__EXERCISE__
Both the line below containing "fn from_str(s: &str)" and the line containing "raw PDF bytes.", along with every line between them, should be repeated exactly; no other line belongs in the answer.

THE DATA Start Marker

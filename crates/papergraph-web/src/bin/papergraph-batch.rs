//! Offline batch processor.
//!
//! Converts every PDF in a directory, classifies its sections and writes a
//! JSON report. With `--graph`, metadata is also extracted and the
//! relationship graph written alongside.
//!
//!   papergraph-batch data --filter hyperdrive -o processed_papers.json
//!   papergraph-batch data --graph graph.json --mode researcher

use anyhow::{Context, Result};
use clap::Parser;
use papergraph_common::{Mode, Paper, Section, SectionMap};
use papergraph_config::Config;
use papergraph_db::{ContentStore, MemoryStore};
use papergraph_ingestion::{build_converter, classify, content_hash, is_pdf_filename, section_summary};
use papergraph_kg::{prepare_paper_text, truncate_text, GraphOptions, MetadataExtractor, RelationshipSynthesizer};
use papergraph_llm::{select_backend, select_embedder, NoopObserver, RetryPolicy};
use papergraph_web::offline::{index_and_build, ExtractedPaper};
use serde::Serialize;
use std::collections::BTreeMap;
use std::path::{Path, PathBuf};
use std::sync::Arc;
use tracing::{error, info, warn};
use tracing_subscriber::EnvFilter;

#[derive(Parser)]
#[command(name = "papergraph-batch")]
#[command(author, version, about = "Batch process research papers through the ingestion pipeline")]
struct Cli {
    /// Directory containing PDF files
    #[arg(default_value = "data")]
    data_dir: PathBuf,

    /// Only process files whose name contains this text (case-insensitive)
    #[arg(short, long)]
    filter: Option<String>,

    /// Output JSON report
    #[arg(short, long, default_value = "processed_papers.json")]
    output: PathBuf,

    /// Save each converted Markdown document into this directory
    #[arg(long, value_name = "DIR")]
    save_markdown: Option<PathBuf>,

    /// Also extract metadata and write the relationship graph here
    #[arg(long, value_name = "FILE")]
    graph: Option<PathBuf>,

    /// Prompt mode used with --graph
    #[arg(long, default_value = "student")]
    mode: Mode,

    /// Confidence threshold used with --graph
    #[arg(long)]
    threshold: Option<f64>,

    /// Enable debug logging
    #[arg(short, long)]
    verbose: bool,
}

#[derive(Debug, Serialize)]
#[serde(tag = "status", rename_all = "lowercase")]
enum FileReport {
    Success {
        filename: String,
        sections: SectionMap,
        section_sizes: BTreeMap<Section, usize>,
    },
    Error {
        filename: String,
        error_type: &'static str,
        error_msg: String,
    },
}

impl FileReport {
    fn is_success(&self) -> bool {
        matches!(self, FileReport::Success { .. })
    }
}

#[tokio::main]
async fn main() -> Result<()> {
    let cli = Cli::parse();
    let config = Config::load()?;

    let default_filter = if cli.verbose { "papergraph=debug,info" } else { config.server.log_filter.as_str() };
    let filter = EnvFilter::try_from_default_env().or_else(|_| EnvFilter::try_new(default_filter))?;
    tracing_subscriber::fmt().with_env_filter(filter).init();

    let failed = run(&cli, &config).await?;
    if failed > 0 {
        error!(failed, "Some files failed");
        std::process::exit(1);
    }
    Ok(())
}

/// Returns the number of files that failed.
async fn run(cli: &Cli, config: &Config) -> Result<usize> {
    let pdfs = list_pdfs(&cli.data_dir, cli.filter.as_deref())?;
    if pdfs.is_empty() {
        warn!(dir = %cli.data_dir.display(), "No PDF files found to process");
        return Ok(0);
    }
    info!(files = pdfs.len(), "Starting batch processing");

    if let Some(dir) = &cli.save_markdown {
        std::fs::create_dir_all(dir).with_context(|| format!("creating {}", dir.display()))?;
    }

    let converter = build_converter(&config.ingestion, &config.keys);
    let mut reports = Vec::with_capacity(pdfs.len());
    let mut converted: Vec<(PathBuf, SectionMap)> = Vec::new();

    for (i, path) in pdfs.iter().enumerate() {
        let filename = file_name(path);
        info!("[{}/{}] {}", i + 1, pdfs.len(), filename);
        match converter.convert(path).await {
            Ok(markdown) => {
                if let Some(dir) = &cli.save_markdown {
                    let debug_path = dir.join(format!("{filename}.md"));
                    if let Err(e) = std::fs::write(&debug_path, &markdown) {
                        warn!(path = %debug_path.display(), error = %e, "Could not save Markdown");
                    }
                }
                let sections = classify(&markdown);
                reports.push(FileReport::Success {
                    filename,
                    section_sizes: section_summary(&sections),
                    sections: sections.clone(),
                });
                converted.push((path.clone(), sections));
            }
            Err(e) => {
                error!(file = %filename, error = %e, "Ingestion failed");
                reports.push(FileReport::Error { filename, error_type: "ingestion", error_msg: e.to_string() });
            }
        }
    }

    write_json(&cli.output, &reports)?;
    let ok = reports.iter().filter(|r| r.is_success()).count();
    info!(ok, total = reports.len(), output = %cli.output.display(), "Batch complete");

    if let Some(graph_path) = &cli.graph {
        build_graph(cli, config, &converted, graph_path).await?;
    }
    Ok(reports.len() - ok)
}

async fn build_graph(
    cli: &Cli,
    config: &Config,
    converted: &[(PathBuf, SectionMap)],
    out: &Path,
) -> Result<()> {
    let backend = select_backend(&config.llm, &config.keys)?;
    let extractor = MetadataExtractor::new(backend.clone())
        .with_policy(RetryPolicy::from(&config.retry.extraction))
        .with_max_chars(config.ingestion.max_text_chars)
        .with_generation(config.llm.max_tokens, config.llm.temperature);
    let synthesizer = RelationshipSynthesizer::new(backend)
        .with_policy(RetryPolicy::from(&config.retry.synthesis))
        .with_generation(config.llm.max_tokens, config.llm.temperature);
    let embedder = select_embedder(&config.embedding, &config.keys);
    let store: Arc<dyn ContentStore> = Arc::new(MemoryStore::new().with_embedder(embedder));

    let mut papers = Vec::new();
    for (path, sections) in converted {
        let bytes = std::fs::read(path).with_context(|| format!("reading {}", path.display()))?;
        let text = truncate_text(&prepare_paper_text(sections), config.ingestion.max_text_chars);
        match extractor.extract(&text, cli.mode, &NoopObserver).await {
            Ok(metadata) => papers.push(ExtractedPaper {
                paper: Paper::new(content_hash(&bytes))
                    .with_display_name(file_name(path))
                    .with_file_path(path)
                    .with_metadata(metadata),
                text,
            }),
            Err(e) => warn!(file = %path.display(), error = %e, "Extraction failed"),
        }
    }

    let threshold = cli.threshold.unwrap_or(config.graph.batch_confidence_threshold);
    let opts = GraphOptions::from_config(&config.graph, threshold);
    let graph = index_and_build(Arc::new(synthesizer), store, &papers, cli.mode, &opts).await;
    write_json(out, &graph)?;
    info!(nodes = graph.nodes.len(), edges = graph.edges.len(), output = %out.display(), "Graph written");
    Ok(())
}

fn list_pdfs(dir: &Path, filter: Option<&str>) -> Result<Vec<PathBuf>> {
    let needle = filter.map(str::to_lowercase);
    let mut pdfs: Vec<PathBuf> = std::fs::read_dir(dir)
        .with_context(|| format!("reading {}", dir.display()))?
        .filter_map(|entry| entry.ok().map(|e| e.path()))
        .filter(|p| p.is_file() && is_pdf_filename(&file_name(p)))
        .filter(|p| match &needle {
            Some(n) => file_name(p).to_lowercase().contains(n.as_str()),
            None => true,
        })
        .collect();
    pdfs.sort();
    Ok(pdfs)
}

fn file_name(path: &Path) -> String {
    path.file_name().map(|n| n.to_string_lossy().into_owned()).unwrap_or_default()
}

fn write_json<T: Serialize>(path: &Path, value: &T) -> Result<()> {
    if let Some(parent) = path.parent().filter(|p| !p.as_os_str().is_empty()) {
        std::fs::create_dir_all(parent)?;
    }
    let json = serde_json::to_string_pretty(value)?;
    std::fs::write(path, json).with_context(|| format!("writing {}", path.display()))?;
    Ok(())
}
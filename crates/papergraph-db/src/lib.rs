//! Papergraph content store.
//!
//! Papers are stored with their prepared text and extracted metadata, one
//! namespace per audience mode. Similarity search runs over vectors from an
//! [`Embedder`](papergraph_llm::Embedder); the default is the offline hashed
//! embedder so no embedding service is needed.
//!
//! # Example
//!
//! ```rust,no_run
//! use papergraph_common::Mode;
//! use papergraph_db::{ContentStore, MemoryStore, Namespace, RecordMetadata};
//!
//! # async fn run() -> papergraph_db::Result<()> {
//! let store = MemoryStore::new();
//! let ns = Namespace::from(Mode::Student);
//! store.store("abc", "text", RecordMetadata::default(), &ns).await?;
//! let _hits = store.query_similar("text", 5, &ns).await?;
//! # Ok(()) }
//! ```

pub mod error;
pub mod memory;
pub mod schema;
pub mod store;
pub mod vector;

pub use error::{Result, StoreError};
pub use memory::MemoryStore;
pub use schema::{Namespace, PaperRecord, RecordMetadata, SimilarPaper};
pub use store::ContentStore;
//! Data models shared by the ingestion, extraction and graph stages.

use serde::{Deserialize, Serialize};
use std::collections::BTreeMap;
use std::fmt;
use std::path::PathBuf;
use std::str::FromStr;

use crate::error::PapergraphError;

/// Sentinel used for metadata fields the model did not fill in.
pub const NOT_SPECIFIED: &str = "Not specified";

// ── Sections ──────────────────────────────────────────────────────────────────

/// Broad academic section categories produced by the chunker.
#[derive(Debug, Clone, Copy, PartialEq, Eq, PartialOrd, Ord, Hash, Serialize, Deserialize)]
#[serde(rename_all = "lowercase")]
pub enum Section {
    Abstract,
    Introduction,
    Methodology,
    Results,
    Discussion,
    References,
    Other,
}

impl Section {
    pub const ALL: [Section; 7] = [
        Section::Abstract,
        Section::Introduction,
        Section::Methodology,
        Section::Results,
        Section::Discussion,
        Section::References,
        Section::Other,
    ];

    pub fn as_str(&self) -> &'static str {
        match self {
            Section::Abstract     => "abstract",
            Section::Introduction => "introduction",
            Section::Methodology  => "methodology",
            Section::Results      => "results",
            Section::Discussion   => "discussion",
            Section::References   => "references",
            Section::Other        => "other",
        }
    }

    /// Title-cased name used when sections are stitched back into a prompt.
    pub fn title(&self) -> &'static str {
        match self {
            Section::Abstract     => "Abstract",
            Section::Introduction => "Introduction",
            Section::Methodology  => "Methodology",
            Section::Results      => "Results",
            Section::Discussion   => "Discussion",
            Section::References   => "References",
            Section::Other        => "Other",
        }
    }
}

impl fmt::Display for Section {
    fn fmt(&self, f: &mut fmt::Formatter<'_>) -> fmt::Result {
        f.write_str(self.as_str())
    }
}

/// Fixed-key mapping from every [`Section`] to its accumulated text.
///
/// All seven keys are always present; empty sections hold `""`.
#[derive(Debug, Clone, PartialEq, Eq, Serialize, Deserialize)]
#[serde(transparent)]
pub struct SectionMap {
    sections: BTreeMap<Section, String>,
}

impl Default for SectionMap {
    fn default() -> Self {
        Self::new()
    }
}

impl SectionMap {
    pub fn new() -> Self {
        Self {
            sections: Section::ALL.iter().map(|s| (*s, String::new())).collect(),
        }
    }

    pub fn get(&self, section: Section) -> &str {
        self.sections.get(&section).map(String::as_str).unwrap_or("")
    }

    pub fn append(&mut self, section: Section, text: &str) {
        self.sections.entry(section).or_default().push_str(text);
    }

    pub fn iter(&self) -> impl Iterator<Item = (Section, &str)> {
        self.sections.iter().map(|(k, v)| (*k, v.as_str()))
    }

    /// Sections whose text is not just whitespace.
    pub fn non_empty(&self) -> impl Iterator<Item = (Section, &str)> {
        self.iter().filter(|(_, text)| !text.trim().is_empty())
    }

    pub fn is_empty(&self) -> bool {
        self.non_empty().next().is_none()
    }
}

// ── Extracted metadata ────────────────────────────────────────────────────────

/// Structured metadata extracted from one paper.
#[derive(Debug, Clone, PartialEq, Eq, Serialize, Deserialize)]
pub struct PaperMetadata {
    pub methodology: String,
    pub key_result: String,
    pub core_theory: String,
}

impl Default for PaperMetadata {
    fn default() -> Self {
        Self {
            methodology: NOT_SPECIFIED.to_string(),
            key_result:  NOT_SPECIFIED.to_string(),
            core_theory: NOT_SPECIFIED.to_string(),
        }
    }
}

impl PaperMetadata {
    /// Build metadata, replacing missing or blank fields with the sentinel.
    pub fn new(
        methodology: Option<String>,
        key_result: Option<String>,
        core_theory: Option<String>,
    ) -> Self {
        fn or_sentinel(v: Option<String>) -> String {
            v.filter(|s| !s.trim().is_empty())
                .unwrap_or_else(|| NOT_SPECIFIED.to_string())
        }
        Self {
            methodology: or_sentinel(methodology),
            key_result:  or_sentinel(key_result),
            core_theory: or_sentinel(core_theory),
        }
    }
}

// ── Relationships ─────────────────────────────────────────────────────────────

/// Closed set of relationships the synthesizer may assert.
#[derive(Debug, Clone, Copy, PartialEq, Eq, Hash, Serialize, Deserialize)]
pub enum RelationType {
    Contradicts,
    Supports,
    Extends,
}

impl RelationType {
    pub fn as_str(&self) -> &'static str {
        match self {
            RelationType::Contradicts => "Contradicts",
            RelationType::Supports    => "Supports",
            RelationType::Extends     => "Extends",
        }
    }
}

impl fmt::Display for RelationType {
    fn fmt(&self, f: &mut fmt::Formatter<'_>) -> fmt::Result {
        f.write_str(self.as_str())
    }
}

impl FromStr for RelationType {
    type Err = PapergraphError;

    /// Exact match only; the tag is a closed vocabulary.
    fn from_str(s: &str) -> Result<Self, Self::Err> {
        match s {
            "Contradicts" => Ok(RelationType::Contradicts),
            "Supports"    => Ok(RelationType::Supports),
            "Extends"     => Ok(RelationType::Extends),
            other         => Err(PapergraphError::UnknownRelation(other.to_string())),
        }
    }
}

/// Outcome of comparing paper A against paper B.
#[derive(Debug, Clone, PartialEq, Serialize, Deserialize)]
pub struct RelationshipResult {
    pub relation_type: RelationType,
    pub confidence: f64,
    pub explanation: String,
}

// ── Papers ────────────────────────────────────────────────────────────────────

/// A paper moving through the pipeline.
#[derive(Debug, Clone, Serialize, Deserialize)]
pub struct Paper {
    /// Content hash of the raw PDF bytes.
    pub id: String,
    /// Original upload name shown in the graph.
    pub display_name: Option<String>,
    #[serde(default)]
    pub sections: SectionMap,
    pub metadata: Option<PaperMetadata>,
    pub file_path: Option<PathBuf>,
}

impl Paper {
    pub fn new(id: impl Into<String>) -> Self {
        Self {
            id: id.into(),
            display_name: None,
            sections: SectionMap::new(),
            metadata: None,
            file_path: None,
        }
    }

    pub fn with_display_name(mut self, name: impl Into<String>) -> Self {
        self.display_name = Some(name.into());
        self
    }

    pub fn with_metadata(mut self, metadata: PaperMetadata) -> Self {
        self.metadata = Some(metadata);
        self
    }

    pub fn with_file_path(mut self, path: impl Into<PathBuf>) -> Self {
        self.file_path = Some(path.into());
        self
    }

    /// Label for graph nodes: the display name, else the id without `.pdf`.
    pub fn label(&self) -> String {
        match self.display_name.as_deref() {
            Some(name) if !name.trim().is_empty() => name.to_string(),
            _ => self.id.trim_end_matches(".pdf").to_string(),
        }
    }
}

// ── Graph ─────────────────────────────────────────────────────────────────────

/// Relationship graph in the node/edge shape the frontend renders.
#[derive(Debug, Clone, Default, PartialEq, Serialize, Deserialize)]
pub struct Graph {
    pub nodes: Vec<GraphNode>,
    pub edges: Vec<GraphEdge>,
}

impl Graph {
    pub fn empty() -> Self {
        Self::default()
    }

    pub fn is_empty(&self) -> bool {
        self.nodes.is_empty() && self.edges.is_empty()
    }
}

#[derive(Debug, Clone, PartialEq, Serialize, Deserialize)]
pub struct GraphNode {
    pub id: String,
    pub data: NodeData,
}

#[derive(Debug, Clone, PartialEq, Serialize, Deserialize)]
pub struct NodeData {
    pub label: String,
    pub metadata: PaperMetadata,
    pub file_path: String,
}

impl GraphNode {
    pub fn from_paper(paper: &Paper, metadata: PaperMetadata) -> Self {
        Self {
            id: paper.id.clone(),
            data: NodeData {
                label: paper.label(),
                metadata,
                file_path: paper
                    .file_path
                    .as_ref()
                    .map(|p| p.display().to_string())
                    .unwrap_or_default(),
            },
        }
    }
}

#[derive(Debug, Clone, PartialEq, Serialize, Deserialize)]
pub struct GraphEdge {
    /// `"{source}->{target}"`; unique per ordered pair.
    pub id: String,
    pub source: String,
    pub target: String,
    pub data: EdgeData,
}

#[derive(Debug, Clone, PartialEq, Serialize, Deserialize)]
pub struct EdgeData {
    pub relation_type: RelationType,
    pub confidence: f64,
    pub explanation: String,
}

impl GraphEdge {
    pub fn edge_id(source: &str, target: &str) -> String {
        format!("{source}->{target}")
    }

    pub fn new(source: &str, target: &str, rel: RelationshipResult) -> Self {
        Self {
            id: Self::edge_id(source, target),
            source: source.to_string(),
            target: target.to_string(),
            data: EdgeData {
                relation_type: rel.relation_type,
                confidence: rel.confidence,
                explanation: rel.explanation,
            },
        }
    }
}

THE DATA End Marker

__SOLUTION TO THIS EXERCISE__
    fn from_str(s: &str) -> Result<Self, Self::Err> {
        match s {
            "Contradicts" => Ok(RelationType::Contradicts),
            "Supports"    => Ok(RelationType::Supports),
            "Extends"     => Ok(RelationType::Extends),
            other         => Err(PapergraphError::UnknownRelation(other.to_string())),
        }
    }
}

/// Outcome of comparing paper A against paper B.
#[derive(Debug, Clone, PartialEq, Serialize, Deserialize)]
pub struct RelationshipResult {
    pub relation_type: RelationType,
    pub confidence: f64,
    pub explanation: String,
}

// ── Papers ────────────────────────────────────────────────────────────────────

/// A paper moving through the pipeline.
#[derive(Debug, Clone, Serialize, Deserialize)]
pub struct Paper {
    /// Content hash of the raw PDF bytes.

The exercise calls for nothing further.